My gosh has it been since May that I last posted? Well shoot.
In all honesty it's been a pretty slow summer, workwise. I completed the third Everything Goes picture book back in the Spring, the final two Everything Goes board books in July, a couple of other outstanding book projects that I've had hanging around (which I'll post about later), and some non-book illustration work got done also in July. I have a huge series that the great Jon Scieszka is writing that I'll be spending the next couple of years illustrating, but Jon isn't done writing the first one yet so until then it's kind of sllooowwww.

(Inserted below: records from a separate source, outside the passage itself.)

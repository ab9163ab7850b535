use chrono::{DateTime, Utc};
use rust_decimal::Decimal;
use sqlx::PgPool;

use crate::db::PersistenceLayer;
use crate::error::LedgerError;

/// A (player, currency) balance binding. Spec section 3.
#[derive(Debug, Clone, serde::Serialize, sqlx::FromRow)]
pub struct Account {
    pub id: i32,
    pub player_uuid: String,
    pub player_name: String,
    pub currency_id: i32,
    pub balance: Decimal,
    pub max_balance: i64,
    pub version: i64,
    pub created_at: DateTime<Utc>,
    pub updated_at: DateTime<Utc>,
}

/// Typed repository over the `account` table. `update_with_version` and
/// `get_or_create` implement spec section 4.2's optimistic-concurrency
/// contract; the shape (load, compute, conditional write) is grounded on
/// `LedgerEntry::append`'s read-current/insert-new sequence, generalized from
/// an advisory-lock model to an explicit version column because the cached
/// path (spec section 4.6) needs a conflict signal, not just serialization.
pub struct AccountRepo<'a> {
    persistence: &'a PersistenceLayer,
}

impl<'a> AccountRepo<'a> {
    pub fn new(persistence: &'a PersistenceLayer) -> Self {
        Self { persistence }
    }

    fn pool(&self) -> Result<&PgPool, LedgerError> {
        self.persistence.require_ready()?;
        Ok(self.persistence.pool())
    }

    pub async fn find(
        &self,
        player_name: &str,
        currency_id: i32,
    ) -> Result<Option<Account>, LedgerError> {
        let row = sqlx::query_as::<_, Account>(
            "SELECT * FROM account WHERE player_name = $1 AND currency_id = $2",
        )
        .bind(player_name)
        .bind(currency_id)
        .fetch_optional(self.pool()?)
        .await?;
        Ok(row)
    }

    pub async fn list_by_player(&self, player_name: &str) -> Result<Vec<Account>, LedgerError> {
        let rows = sqlx::query_as::<_, Account>(
            "SELECT * FROM account WHERE player_name = $1 ORDER BY currency_id",
        )
        .bind(player_name)
        .fetch_all(self.pool()?)
        .await?;
        Ok(rows)
    }

    pub async fn list_by_currency(&self, currency_id: i32) -> Result<Vec<Account>, LedgerError> {
        let rows = sqlx::query_as::<_, Account>(
            "SELECT * FROM account WHERE currency_id = $1 ORDER BY player_name",
        )
        .bind(currency_id)
        .fetch_all(self.pool()?)
        .await?;
        Ok(rows)
    }

    pub async fn list_all(&self) -> Result<Vec<Account>, LedgerError> {
        let rows = sqlx::query_as::<_, Account>("SELECT * FROM account ORDER BY id")
            .fetch_all(self.pool()?)
            .await?;
        Ok(rows)
    }

    /// Return the existing row, or insert a zero-balance row at version 1.
    /// Refreshes `player_uuid` when the caller supplies a non-empty uuid that
    /// differs from what is stored (spec: "advisory, updated on name<->uuid
    /// discovery").
    pub async fn get_or_create(
        &self,
        player_name: &str,
        player_uuid: &str,
        currency_id: i32,
    ) -> Result<Account, LedgerError> {
        let pool = self.pool()?;
        if let Some(existing) = self.find(player_name, currency_id).await? {
            if !player_uuid.is_empty() && player_uuid != existing.player_uuid {
                let row = sqlx::query_as::<_, Account>(
                    "UPDATE account SET player_uuid = $2, updated_at = NOW() WHERE id = $1 RETURNING *",
                )
                .bind(existing.id)
                .bind(player_uuid)
                .fetch_one(pool)
                .await?;
                return Ok(row);
            }
            return Ok(existing);
        }

        let row = sqlx::query_as::<_, Account>(
            "INSERT INTO account (player_uuid, player_name, currency_id, balance, max_balance, version)
             VALUES ($1, $2, $3, 0, -1, 1)
             ON CONFLICT (player_name, currency_id) DO UPDATE SET player_name = EXCLUDED.player_name
             RETURNING *",
        )
        .bind(player_uuid)
        .bind(player_name)
        .bind(currency_id)
        .fetch_one(pool)
        .await?;
        Ok(row)
    }

    /// `WHERE version = entity.version; SET version = version + 1`. Returns
    /// `Ok(Some(updated))` on match, `Ok(None)` on conflict (affected = 0) —
    /// callers decide whether to retry, resync, or report `Conflict`.
    pub async fn update_with_version(
        &self,
        account_id: i32,
        expected_version: i64,
        new_balance: Decimal,
    ) -> Result<Option<Account>, LedgerError> {
        let row = sqlx::query_as::<_, Account>(
            "UPDATE account SET balance = $3, version = version + 1, updated_at = NOW()
             WHERE id = $1 AND version = $2
             RETURNING *",
        )
        .bind(account_id)
        .bind(expected_version)
        .bind(new_balance)
        .fetch_optional(self.pool()?)
        .await?;
        Ok(row)
    }

    pub async fn set_max_balance(
        &self,
        player_name: &str,
        currency_id: i32,
        max_balance: i64,
    ) -> Result<Account, LedgerError> {
        let account = self.get_or_create(player_name, "", currency_id).await?;
        let row = sqlx::query_as::<_, Account>(
            "UPDATE account SET max_balance = $2, updated_at = NOW() WHERE id = $1 RETURNING *",
        )
        .bind(account.id)
        .bind(max_balance)
        .fetch_one(self.pool()?)
        .await?;
        Ok(row)
    }

    /// Re-read the current version, then perform a standard versioned update —
    /// never bypasses the version column (spec section 4.2's `force-update`).
    /// Used by the backup engine's rollback path, which must win against
    /// concurrent cached-path writers rather than clobber them blindly.
    pub async fn force_update(
        &self,
        account_id: i32,
        new_balance: Decimal,
    ) -> Result<Account, LedgerError> {
        const MAX_RETRIES: u32 = 5;
        for _ in 0..MAX_RETRIES {
            let current = sqlx::query_as::<_, Account>("SELECT * FROM account WHERE id = $1")
                .bind(account_id)
                .fetch_one(self.pool()?)
                .await?;
            if let Some(updated) = self
                .update_with_version(account_id, current.version, new_balance)
                .await?
            {
                return Ok(updated);
            }
        }
        Err(LedgerError::Conflict)
    }
}
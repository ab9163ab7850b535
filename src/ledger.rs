//! The ledger facade. Spec section 4.8: the single entry point every external
//! collaborator talks to. Every mutation funnels through here and comes back
//! as a universal `OperationResult` — callers never see a thrown
//! `LedgerError` directly, matching spec section 7/9's "no panics across the
//! boundary" contract. Grounded on the teacher's `AppState` + handler shape
//! (`routes/balances.rs`), generalized from "one handler per HTTP route" to
//! "one facade method per ledger operation", with HTTP wired on top in `http`.

use std::sync::Arc;

use rust_decimal::Decimal;

use crate::account_store::{AccountStore, MutationOutcome};
use crate::backup::BackupEngine;
use crate::config::LedgerConfig;
use crate::db::PersistenceLayer;
use crate::error::{LedgerError, OperationResult};
use crate::executor::AsyncExecutor;
use crate::hooks::{HookDispatcher, PostHookFn, PreHookFn};
use crate::models::{Account, AuditRepo, Currency, SnapshotSummary, TransactionRecord, TransactionType};
use crate::registry::CurrencyRegistry;

pub struct Ledger {
    persistence: Arc<PersistenceLayer>,
    registry: Arc<CurrencyRegistry>,
    account_store: Arc<AccountStore>,
    backup: Arc<BackupEngine>,
    hooks: Arc<HookDispatcher>,
    executor: Arc<AsyncExecutor>,
}

impl Ledger {
    pub async fn bootstrap(config: &LedgerConfig, database_url: &str) -> Result<Self, LedgerError> {
        let persistence = PersistenceLayer::connect(database_url)
            .await
            .map_err(LedgerError::from)?;
        persistence.run_migrations().await.map_err(LedgerError::from)?;

        let registry = Arc::new(CurrencyRegistry::init(&persistence, &config.default_currency).await?);
        let persistence = Arc::new(persistence);
        let hooks = Arc::new(HookDispatcher::new());
        let executor = Arc::new(AsyncExecutor::new(1024));
        let account_store = Arc::new(AccountStore::new(
            persistence.clone(),
            registry.clone(),
            hooks.clone(),
            executor.clone(),
            config.rounding_mode,
        ));
        let backup = Arc::new(BackupEngine::new(
            persistence.clone(),
            registry.clone(),
            account_store.clone(),
            config.backup_max_snapshots,
        ));

        Ok(Self {
            persistence,
            registry,
            account_store,
            backup,
            hooks,
            executor,
        })
    }

    pub fn is_ready(&self) -> bool {
        self.persistence.is_ready()
    }

    pub fn subscribe_pre(&self, hook: PreHookFn) {
        self.hooks.subscribe_pre(hook);
    }

    pub fn subscribe_post(&self, hook: PostHookFn) {
        self.hooks.subscribe_post(hook);
    }

    pub fn executor(&self) -> &Arc<AsyncExecutor> {
        &self.executor
    }

    // ---- balance queries ----

    pub async fn load_player(&self, player_name: &str, player_uuid: &str) -> Result<(), LedgerError> {
        self.account_store.load_player_balances(player_name, player_uuid).await
    }

    pub fn unload_player(&self, player_name: &str) {
        self.account_store.unload_player(player_name);
    }

    pub fn balance_cached(&self, player_name: &str, currency_identifier: &str) -> Decimal {
        match self.registry.get_by_identifier(currency_identifier) {
            Some(currency) => self.account_store.get_balance_cached(player_name, currency.id),
            None => Decimal::ZERO,
        }
    }

    pub async fn balance_direct(
        &self,
        player_name: &str,
        currency_identifier: &str,
    ) -> Result<Decimal, LedgerError> {
        let currency = self
            .registry
            .get_by_identifier(currency_identifier)
            .ok_or_else(|| LedgerError::UnknownCurrency(currency_identifier.to_string()))?;
        self.account_store.get_balance_direct(player_name, currency.id).await
    }

    // ---- mutations: cached path ----

    pub async fn deposit(
        &self,
        player_name: &str,
        player_uuid: &str,
        currency_identifier: &str,
        amount: Decimal,
        reason: &str,
        operator: &str,
    ) -> OperationResult {
        self.apply_cached(
            player_name, player_uuid, currency_identifier, TransactionType::Deposit, amount,
            reason, operator,
        )
        .await
    }

    pub async fn withdraw(
        &self,
        player_name: &str,
        player_uuid: &str,
        currency_identifier: &str,
        amount: Decimal,
        reason: &str,
        operator: &str,
    ) -> OperationResult {
        self.apply_cached(
            player_name, player_uuid, currency_identifier, TransactionType::Withdraw, amount,
            reason, operator,
        )
        .await
    }

    pub async fn set_balance(
        &self,
        player_name: &str,
        player_uuid: &str,
        currency_identifier: &str,
        amount: Decimal,
        reason: &str,
        operator: &str,
    ) -> OperationResult {
        self.apply_cached(
            player_name, player_uuid, currency_identifier, TransactionType::Set, amount, reason,
            operator,
        )
        .await
    }

    #[allow(clippy::too_many_arguments)]
    async fn apply_cached(
        &self,
        player_name: &str,
        player_uuid: &str,
        currency_identifier: &str,
        kind: TransactionType,
        amount: Decimal,
        reason: &str,
        operator: &str,
    ) -> OperationResult {
        let before = self.balance_cached(player_name, currency_identifier);
        match self
            .account_store
            .mutate_cached(player_name, player_uuid, currency_identifier, kind, amount, reason, operator)
            .await
        {
            Ok(MutationOutcome::Success(balance)) => OperationResult::success(balance),
            Ok(MutationOutcome::Cancelled(balance)) => OperationResult::failure(LedgerError::Cancelled, balance),
            Ok(MutationOutcome::InsufficientFunds(balance)) => {
                OperationResult::failure(LedgerError::InsufficientFunds, balance)
            }
            Ok(MutationOutcome::LimitExceeded(balance)) => {
                OperationResult::failure(LedgerError::LimitExceeded, balance)
            }
            Ok(MutationOutcome::Conflict) => OperationResult::failure(LedgerError::Conflict, before),
            Err(e) => OperationResult::failure(e, before),
        }
    }

    // ---- mutations: direct path ----

    pub async fn deposit_direct(
        &self,
        player_name: &str,
        player_uuid: &str,
        currency_identifier: &str,
        amount: Decimal,
        reason: &str,
        operator: &str,
    ) -> OperationResult {
        self.apply_direct(
            player_name, player_uuid, currency_identifier, TransactionType::Deposit, amount,
            reason, operator,
        )
        .await
    }

    pub async fn withdraw_direct(
        &self,
        player_name: &str,
        player_uuid: &str,
        currency_identifier: &str,
        amount: Decimal,
        reason: &str,
        operator: &str,
    ) -> OperationResult {
        self.apply_direct(
            player_name, player_uuid, currency_identifier, TransactionType::Withdraw, amount,
            reason, operator,
        )
        .await
    }

    pub async fn set_balance_direct(
        &self,
        player_name: &str,
        player_uuid: &str,
        currency_identifier: &str,
        amount: Decimal,
        reason: &str,
        operator: &str,
    ) -> OperationResult {
        self.apply_direct(
            player_name, player_uuid, currency_identifier, TransactionType::Set, amount, reason,
            operator,
        )
        .await
    }

    #[allow(clippy::too_many_arguments)]
    async fn apply_direct(
        &self,
        player_name: &str,
        player_uuid: &str,
        currency_identifier: &str,
        kind: TransactionType,
        amount: Decimal,
        reason: &str,
        operator: &str,
    ) -> OperationResult {
        let before = self
            .balance_direct(player_name, currency_identifier)
            .await
            .unwrap_or(Decimal::ZERO);
        match self
            .account_store
            .mutate_direct(player_name, player_uuid, currency_identifier, kind, amount, reason, operator)
            .await
        {
            Ok(MutationOutcome::Success(balance)) => OperationResult::success(balance),
            Ok(MutationOutcome::Cancelled(balance)) => OperationResult::failure(LedgerError::Cancelled, balance),
            Ok(MutationOutcome::InsufficientFunds(balance)) => {
                OperationResult::failure(LedgerError::InsufficientFunds, balance)
            }
            Ok(MutationOutcome::LimitExceeded(balance)) => {
                OperationResult::failure(LedgerError::LimitExceeded, balance)
            }
            Ok(MutationOutcome::Conflict) => OperationResult::failure(LedgerError::Conflict, before),
            Err(e) => OperationResult::failure(e, before),
        }
    }

    pub async fn set_max_balance(
        &self,
        player_name: &str,
        currency_identifier: &str,
        max_balance: i64,
    ) -> Result<Account, LedgerError> {
        self.account_store
            .set_max_balance(player_name, currency_identifier, max_balance)
            .await
    }

    // ---- currency registry ----

    #[allow(clippy::too_many_arguments)]
    pub async fn create_currency(
        &self,
        identifier: &str,
        name: &str,
        symbol: &str,
        precision: i16,
        default_max_balance: i64,
        console_log: bool,
    ) -> Result<Currency, LedgerError> {
        self.registry
            .create(&self.persistence, identifier, name, symbol, precision, default_max_balance, console_log)
            .await
    }

    pub async fn delete_currency(&self, identifier: &str) -> Result<(), LedgerError> {
        self.registry.delete(&self.persistence, identifier).await
    }

    pub async fn set_currency_enabled(&self, identifier: &str, enabled: bool) -> Result<Currency, LedgerError> {
        self.registry.set_enabled(&self.persistence, identifier, enabled).await
    }

    pub async fn set_primary_currency(&self, identifier: &str) -> Result<Currency, LedgerError> {
        self.registry.set_primary(&self.persistence, identifier).await
    }

    pub fn get_currency(&self, identifier: &str) -> Option<Currency> {
        self.registry.get_by_identifier(identifier)
    }

    pub fn list_currencies(&self) -> Vec<Currency> {
        self.registry.list_active()
    }

    pub fn primary_currency(&self) -> Option<Currency> {
        self.registry.get_primary()
    }

    // ---- audit ----

    pub async fn audit_for_player(
        &self,
        player_name: &str,
        page: i64,
        page_size: i64,
    ) -> Result<Vec<TransactionRecord>, LedgerError> {
        self.persistence.require_ready()?;
        AuditRepo::new(&self.persistence).query_logs(player_name, page, page_size).await
    }

    // ---- backups ----

    pub async fn create_snapshot(&self, memo: &str) -> Result<String, LedgerError> {
        self.backup.create_snapshot(memo).await
    }

    pub async fn list_snapshots(&self) -> Result<Vec<SnapshotSummary>, LedgerError> {
        self.backup.list_snapshots().await
    }

    pub async fn rollback_snapshot(&self, snapshot_id: &str) -> Result<usize, LedgerError> {
        self.backup.rollback(snapshot_id).await
    }

    pub async fn rollback_snapshot_for_player(
        &self,
        snapshot_id: &str,
        player_name: &str,
    ) -> Result<usize, LedgerError> {
        self.backup.rollback_player(snapshot_id, player_name).await
    }
}
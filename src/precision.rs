//! Pure, stateless decimal helpers shared by every mutation path.
//! Generalizes `LedgerEntry::round_to_precision`/`validate_precision` from the
//! teacher's fixed per-asset table to an explicit `precision` parameter and a
//! configurable rounding mode (spec section 4.1).

use rust_decimal::Decimal;

use crate::config::RoundingMode;

/// Clamp a requested currency precision into the supported range.
pub fn clamp_precision(precision: i16) -> i16 {
    precision.clamp(0, 8)
}

/// Scale `value` to exactly `precision` fractional digits using `mode`.
pub fn scale(value: Decimal, precision: i16, mode: RoundingMode) -> Decimal {
    value.round_dp_with_strategy(precision as u32, mode.as_strategy())
}

/// Thousands-separated decimal string, e.g. `1234.50` -> `1,234.50`.
pub fn format(value: Decimal, precision: i16) -> String {
    let scaled = value.round_dp(precision as u32);
    let negative = scaled.is_sign_negative();
    let abs = scaled.abs();
    let s = format!("{:.*}", precision.max(0) as usize, abs);
    let (int_part, frac_part) = match s.split_once('.') {
        Some((i, f)) => (i, Some(f)),
        None => (s.as_str(), None),
    };

    let mut grouped = String::new();
    for (i, c) in int_part.chars().rev().enumerate() {
        if i > 0 && i % 3 == 0 {
            grouped.push(',');
        }
        grouped.push(c);
    }
    let grouped: String = grouped.chars().rev().collect();

    let mut out = String::new();
    if negative {
        out.push('-');
    }
    out.push_str(&grouped);
    if let Some(f) = frac_part {
        out.push('.');
        out.push_str(f);
    }
    out
}

/// `format` prefixed with a currency symbol.
pub fn format_with_symbol(value: Decimal, precision: i16, symbol: &str) -> String {
    format!("{}{}", symbol, format(value, precision))
}

pub fn is_positive(value: Decimal) -> bool {
    value > Decimal::ZERO
}

pub fn is_non_negative(value: Decimal) -> bool {
    value >= Decimal::ZERO
}

/// Parse a user-supplied amount string. Returns `None` on anything unparseable,
/// matching spec's "failure marker" wording for `parseAmount`.
pub fn parse_amount(text: &str) -> Option<Decimal> {
    text.trim().parse::<Decimal>().ok()
}

#[cfg(test)]
mod tests {
    use super::*;
    use rust_decimal_macros::dec;

    #[test]
    fn scale_truncates_toward_zero_by_default() {
        assert_eq!(scale(dec!(1.999), 2, RoundingMode::Down), dec!(1.99));
        assert_eq!(scale(dec!(-1.999), 2, RoundingMode::Down), dec!(-1.99));
    }

    #[test]
    fn scale_half_up_rounds_away_from_zero_at_midpoint() {
        assert_eq!(scale(dec!(1.005), 2, RoundingMode::HalfUp), dec!(1.01));
    }

    #[test]
    fn format_inserts_thousands_separators() {
        assert_eq!(format(dec!(1234567.5), 2), "1,234,567.50");
        assert_eq!(format(dec!(-1234.5), 1), "-1,234.5");
        assert_eq!(format(dec!(7), 0), "7");
    }

    #[test]
    fn format_with_symbol_prepends_symbol() {
        assert_eq!(format_with_symbol(dec!(100), 2, "¤"), "¤100.00");
    }

    #[test]
    fn is_positive_and_non_negative() {
        assert!(is_positive(dec!(0.01)));
        assert!(!is_positive(dec!(0)));
        assert!(is_non_negative(dec!(0)));
        assert!(!is_non_negative(dec!(-0.01)));
    }

    #[test]
    fn parse_amount_rejects_garbage() {
        assert_eq!(parse_amount("12.34"), Some(dec!(12.34)));
        assert_eq!(parse_amount("not a number"), None);
    }

    #[test]
    fn clamp_precision_bounds_to_zero_eight() {
        assert_eq!(clamp_precision(-3), 0);
        assert_eq!(clamp_precision(20), 8);
        assert_eq!(clamp_precision(4), 4);
    }
}
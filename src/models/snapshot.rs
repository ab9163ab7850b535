use chrono::{DateTime, Utc};
use rust_decimal::Decimal;
use sqlx::PgPool;

use crate::db::PersistenceLayer;
use crate::error::LedgerError;

/// One row of a batched balance snapshot. Spec section 3.
#[derive(Debug, Clone, serde::Serialize, sqlx::FromRow)]
pub struct BackupRow {
    pub id: i64,
    pub snapshot_id: String,
    pub player_uuid: String,
    pub player_name: String,
    pub currency_id: i32,
    pub balance: Decimal,
    pub memo: String,
    pub created_at: DateTime<Utc>,
}

/// Representative summary of a snapshot batch, for admin listing.
#[derive(Debug, Clone, serde::Serialize)]
pub struct SnapshotSummary {
    pub snapshot_id: String,
    pub memo: String,
    pub created_at: DateTime<Utc>,
    pub row_count: i64,
}

/// Grounded on `Trade::settle`'s batched-transaction insert shape, generalized
/// to one-row-per-account batch inserts under a shared snapshot id.
pub struct SnapshotRepo<'a> {
    persistence: &'a PersistenceLayer,
}

impl<'a> SnapshotRepo<'a> {
    pub fn new(persistence: &'a PersistenceLayer) -> Self {
        Self { persistence }
    }

    fn pool(&self) -> Result<&PgPool, LedgerError> {
        self.persistence.require_ready()?;
        Ok(self.persistence.pool())
    }

    /// Batch-insert one row per `(player_name, player_uuid, currency_id, balance)`
    /// tuple, all sharing `snapshot_id`/`memo`/`created_at`.
    pub async fn insert_batch(
        &self,
        snapshot_id: &str,
        memo: &str,
        rows: &[(String, String, i32, Decimal)],
    ) -> Result<(), LedgerError> {
        if rows.is_empty() {
            return Err(LedgerError::SnapshotEmpty);
        }
        let pool = self.pool()?;
        let mut tx = pool.begin().await?;
        let created_at = Utc::now();
        for (player_name, player_uuid, currency_id, balance) in rows {
            sqlx::query(
                "INSERT INTO backup_snapshot
                    (snapshot_id, player_uuid, player_name, currency_id, balance, memo, created_at)
                 VALUES ($1, $2, $3, $4, $5, $6, $7)",
            )
            .bind(snapshot_id)
            .bind(player_uuid)
            .bind(player_name)
            .bind(currency_id)
            .bind(balance)
            .bind(memo)
            .bind(created_at)
            .execute(&mut *tx)
            .await?;
        }
        tx.commit().await?;
        Ok(())
    }

    pub async fn rows_for_snapshot(&self, snapshot_id: &str) -> Result<Vec<BackupRow>, LedgerError> {
        let rows = sqlx::query_as::<_, BackupRow>(
            "SELECT * FROM backup_snapshot WHERE snapshot_id = $1 ORDER BY id",
        )
        .bind(snapshot_id)
        .fetch_all(self.pool()?)
        .await?;
        Ok(rows)
    }

    pub async fn rows_for_snapshot_and_player(
        &self,
        snapshot_id: &str,
        player_name: &str,
    ) -> Result<Vec<BackupRow>, LedgerError> {
        let rows = sqlx::query_as::<_, BackupRow>(
            "SELECT * FROM backup_snapshot WHERE snapshot_id = $1 AND player_name = $2 ORDER BY id",
        )
        .bind(snapshot_id)
        .bind(player_name)
        .fetch_all(self.pool()?)
        .await?;
        Ok(rows)
    }

    pub async fn list_snapshots(&self) -> Result<Vec<SnapshotSummary>, LedgerError> {
        let rows: Vec<(String, String, DateTime<Utc>, i64)> = sqlx::query_as(
            "SELECT snapshot_id, memo, MIN(created_at) as created_at, COUNT(*) as row_count
             FROM backup_snapshot
             GROUP BY snapshot_id, memo
             ORDER BY created_at DESC",
        )
        .fetch_all(self.pool()?)
        .await?;
        Ok(rows
            .into_iter()
            .map(|(snapshot_id, memo, created_at, row_count)| SnapshotSummary {
                snapshot_id,
                memo,
                created_at,
                row_count,
            })
            .collect())
    }

    pub async fn count_snapshots(&self) -> Result<i64, LedgerError> {
        let (count,): (i64,) =
            sqlx::query_as("SELECT COUNT(DISTINCT snapshot_id) FROM backup_snapshot")
                .fetch_one(self.pool()?)
                .await?;
        Ok(count)
    }

    pub async fn delete_snapshot(&self, snapshot_id: &str) -> Result<(), LedgerError> {
        sqlx::query("DELETE FROM backup_snapshot WHERE snapshot_id = $1")
            .bind(snapshot_id)
            .execute(self.pool()?)
            .await?;
        Ok(())
    }

    /// Delete the oldest snapshot ids until at most `max_snapshots` remain.
    pub async fn enforce_retention(&self, max_snapshots: usize) -> Result<Vec<String>, LedgerError> {
        let summaries = self.list_snapshots().await?;
        if summaries.len() <= max_snapshots {
            return Ok(Vec::new());
        }
        let to_delete = &summaries[max_snapshots..];
        let mut deleted = Vec::new();
        for summary in to_delete {
            self.delete_snapshot(&summary.snapshot_id).await?;
            deleted.push(summary.snapshot_id.clone());
        }
        Ok(deleted)
    }
}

Nevertheless, the fun never stops. I was in Adamstown, PA two days ago at Renninger's Flea Market. I love flea markets because I love to have strange and useless things, discarded by others, sitting around my home and studio. Mostly records, maps, little figurines, toys… This trip I went looking for ideas and inspiration. Somewhat related to the information in that first paragraph, I've been creatively a little slow this last several months, and I'm looking for things to get me excited about making images again. Everything Goes really took a lot out of me this last four years, and other than the Scieszka project, I really don't know what I want to do next. I have a few picture book manuscripts that I've got at various levels of readiness, a list of "good ideas," some thoughts on designing puzzles and toys but no idea what to do with them, and nothing that has my gears turning. I recently procured that gigantic Taschen book about Magic with posters and photos of magicians, and a little while ago I also got the smaller but similar Taschen Circus book as well. Both of these subjects are fascinating to me, and both of them are chock full of interesting things one can pursue as a person who makes images. Whether it be through screen-printing, collage-making, or my more standard ink-drawing, there's stuff there.
So it kind of fell into place on Sunday when at one of the first booths i stopped at at Renninger's, I found this terrific Columbia record set of 78s called, simply, "Circus." It's performed by the Ringling Bros Barnum and Bailey band, and it's nearly new condition even though it's likely fifty years old. I am one of the few people I know who has a turntable and one of the fewer whose turntable plays 78s, so the asking price of $5 was a no-brainer. The cover art alone was worth that.
The next thing that caught my attention was a poster at another booth for a Shrine Circus that was apparently held from April 6 to April 11. I don't know what year, but it wasn't recently. I skipped this at first, thinking I didn't want to go crazy with circus stuff. But not five minutes later I saw yet another circus poster that was as good as the first one. For the same reason, I passed on this one too, but once I found the second Circus music album soon after this, I knew I'd be back for the posters.
The second album is a more mundane 33 1/3 LP, but once again the cover art is what forced me to grab and go. I love this crazy clown. I don't know who is Merle Evans, and the Everest label seems to be somewhat lost to obscurity. But like the Columbia collection, it's in perfect condition, and did I say how much I like that clown?